Featured artist Scott Sutton, ( originally from Oregon, moved to New Mexico where he received a Masters of Landscape Architecture at University of New Mexico. He teaches artists how to forage for mineral pigments to make paints; and his passion for creating extends beyond the walls of his art studio through a combination of interests – land art, public art, and ecological design.

He describes his NeoRio project, Weight of Water“It brings to light the importance of roots in the creation of place while questioning our impacts…on the watersheds we live within. The installation will display rooted cuttings of Salix amygdaloides (Peachleaf Willow) collected from the North Willamette Watershed in Oregon and will be transported to the Upper Rio Grande Watershed. The rooted cuttings help make visible the delicate relationship we have to the soil, water, air, and sun within the watersheds that sustain us.”
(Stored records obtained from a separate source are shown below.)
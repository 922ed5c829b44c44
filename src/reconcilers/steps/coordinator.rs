//! Steps waiting on the ClusterBackup coordinator

use async_trait::async_trait;
use tracing::{debug, warn};

use crate::control::{BackupContext, Outcome, Step};
use crate::crd::ClusterBackup;
use crate::error::{Error, Result};

async fn cluster_backup(ctx: &BackupContext) -> Result<ClusterBackup> {
    let name = &ctx.spec().cluster_backup_name;
    ctx.control_plane()
        .get_cluster_backup(ctx.namespace(), name)
        .await?
        .ok_or_else(|| Error::ClusterBackupNotFound(format!("{}/{}", ctx.namespace(), name)))
}

/// Continue once `ready` holds for the coordinator, pause otherwise
async fn wait_for(
    ctx: &BackupContext,
    what: &'static str,
    ready: fn(&ClusterBackup) -> bool,
) -> Outcome {
    let coordinator = match cluster_backup(ctx).await {
        Ok(cb) => cb,
        Err(e) => return Outcome::Fail(e),
    };

    if ready(&coordinator) {
        return Outcome::Continue;
    }
    if coordinator.is_failed() {
        warn!(
            name = %ctx.name(),
            cluster_backup = %ctx.spec().cluster_backup_name,
            "ClusterBackup failed, still waiting for {}", what
        );
    } else {
        debug!(
            name = %ctx.name(),
            cluster_backup_phase = ?coordinator.phase(),
            "Waiting for {}", what
        );
    }
    Outcome::pause_for(ctx.config().coordinator_poll_interval())
}

/// Pause until the coordinator has collected the binlog offset marker
pub struct WaitBinlogOffsetCollected;

#[async_trait]
impl Step for WaitBinlogOffsetCollected {
    fn name(&self) -> &'static str {
        "WaitBinlogOffsetCollected"
    }

    async fn execute(&self, ctx: &mut BackupContext) -> Outcome {
        wait_for(ctx, "binlog offset marker", ClusterBackup::binlog_offset_collected).await
    }
}

/// Pause until the cluster-wide seek-checkpoint job has finished
pub struct WaitSeekCheckpointJobFinished;

#[async_trait]
impl Step for WaitSeekCheckpointJobFinished {
    fn name(&self) -> &'static str {
        "WaitSeekCheckpointJobFinished"
    }

    async fn execute(&self, ctx: &mut BackupContext) -> Outcome {
        wait_for(ctx, "seek checkpoint job", ClusterBackup::seek_checkpoint_finished).await
    }
}

/// Pause until the coordinator marks the whole cluster backup finished
pub struct WaitClusterBackupFinished;

#[async_trait]
impl Step for WaitClusterBackupFinished {
    fn name(&self) -> &'static str {
        "WaitClusterBackupFinished"
    }

    async fn execute(&self, ctx: &mut BackupContext) -> Outcome {
        wait_for(ctx, "cluster backup", ClusterBackup::is_finished).await
    }
}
Featured artist and educator Kacie Smith ( is originally from California and now lives in Albuquerque. She completed her BFA in Printmaking at Washington University in St. Louis, programs in Waldorf education and biodynamic farming, and her MFA in Art & Ecology at the University of New Mexico. With an affinity for textiles, she engages with a wide variety of mediums to create sculptural installations and interactive projects that explore the personal, historical and natural elements of place and craft. For NeoRio, Smith will set up All That You Can Show Me, a temporary outfitters station inviting viewers to borrow from her collection of handmade backpack kits to use on-site. 

She describes: “Inspired by various outdoor adventures, each backpack is designed with a specific activity in mind, such as foraging, journaling, etc. With a background in outdoor education and early childhood education, I create objects that engage with place, play, ritual and the body. The kits can be used solo or in groups at Wild Rivers.”


Land Arts of the American West – LAAW ( is a semester long, full-time, studio art program at the University of New Mexico, committed to mentoring undergraduate and graduate students into the field of Art & Ecology. 2018 LAAW artists include Sarah Canelas, Brionna Garcia, Erin Gould, Xena Gurule, Jeanette Hart-Mann, Ryan Henel, Kyle Holub, Nicholas Jacobsen, Blaise Koller, Francisco Letelier, Rowan Roberts, and Jessica Zeglin. These individuals will convene at Wild Rivers before the event and camp on-site as they intimately explore the Rio Grande gorge.

“We will work both individually and collaboratively across creative disciplines of performance, time-based media, sculpture, and experimental art to explore a “rooted” sense of place to create finished works to share with the public,” describes Jeanette Hart-Mann, Director LAAW.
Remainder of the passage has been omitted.